The start of oil production in Uganda will largely depend on when infrastructure to process and transport the crude oil is completed. Initial output will most likely be used to power local electricity plants, according to Tullow. Small-scale oil production is expected to first come from the Mputa and Waraga fields and small-scale gas production from the Nzizi field. Full-scale oil production is expected to start in 2017, a year later than previously anticipated, according to Total.
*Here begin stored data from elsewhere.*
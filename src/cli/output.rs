use std::fmt;

use colored::Colorize;

/// Message categories used by the CLI output helpers.
#[derive(Clone, Copy, PartialEq, Eq)]
pub enum MessageKind {
    Info,
    Success,
    Warning,
    Error,
    Section,
}

fn apply_style(kind: MessageKind, message: impl fmt::Display) -> String {
    let text = message.to_string();
    match kind {
        MessageKind::Section => format!("=== {} ===", text.trim()).bold().to_string(),
        MessageKind::Info => text,
        MessageKind::Success => format!("[✓] {text}").bright_green().to_string(),
        MessageKind::Warning => format!("[!] {text}").bright_yellow().to_string(),
        MessageKind::Error => format!("[x] {text}").bright_red().to_string(),
    }
}

pub fn print(kind: MessageKind, message: impl fmt::Display) {
    let formatted = apply_style(kind, message);
    match kind {
        MessageKind::Section => println!("\n{}", formatted),
        _ => println!("{}", formatted),
    }
}

pub fn info(message: impl fmt::Display) {
    print(MessageKind::Info, message);
}

pub fn success(message: impl fmt::Display) {
    print(MessageKind::Success, message);
}

pub fn warning(message: impl fmt::Display) {
    print(MessageKind::Warning, message);
}

pub fn error(message: impl fmt::Display) {
    print(MessageKind::Error, message);
}

pub fn section(title: impl fmt::Display) {
    print(MessageKind::Section, title);
}

/// Formats a signed amount with the configured currency symbol.
pub fn format_amount(symbol: &str, value: f64) -> String {
    if value < 0.0 {
        format!("-{symbol}{:.2}", value.abs())
    } else {
        format!("{symbol}{value:.2}")
    }
}

#[cfg(test)]
mod tests {
    use super::*;

    #[test]
    fn negative_amounts_put_the_sign_before_the_symbol() {
        assert_eq!(format_amount("$", -12.5), "-$12.50");
        assert_eq!(format_amount("$", 3.0), "$3.00");
    }
}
The Ugandan government and Total and CNOOC recently reached an agreement to build a 30,000-bbl/d oil refinery, instead of the 180,000-bbl/d refinery that the government wanted. The agreement marks the end of a lengthy dispute that delayed the start of oil production. Nonetheless, the government and the consortium (Total, Tullow, and CNOOC) still have to decide on daily production levels and the export pipeline route. The government prefers a gradual ramp-up and lower peak output to slow the depletion of reserves, while the consortium favors production ramping up quickly and peaking at 200,000 bbl/d or more by 2020, according to reports from the Eurasia Group and IHS Global Insight. The consortium has studied three export pipeline routes: via Kenya?s Mombasa terminal, via Kenya?s Lamu terminal, and via Tanzania?s Dar es Salaam port. The routes through Kenya are seen as more viable than the route through Tanzania. But the viability of the route through Lamu will depend on whether the Kenyan government follows through on its plans to develop the port and terminal at Lamu.
Sector regulation and development

Uganda?s National Oil and Gas Policy was enacted in 2008, and the Parliament recently passed two bills to operationalize the policy: the Petroleum (Exploration, Development and Production) Bill and the Petroleum, Refining, Conversion, Transmission, and Midstream Storage Bill. The purpose of the bills is to establish the framework and institutions to regulate upstream, midstream, and downstream petroleum activities. The Petroleum Bill established a Petroleum Authority and a National Oil Company (NOC) and outlined the functions of the Ministry of Energy. The Petroleum Bill had sparked debate in Uganda?s Parliament over whether the bill granted too much authority to the Ministry of Energy, particularly regarding the discretion to grant and revoke licenses. Despite the debate, the Ministry of Energy was granted those discretionary powers, among several others.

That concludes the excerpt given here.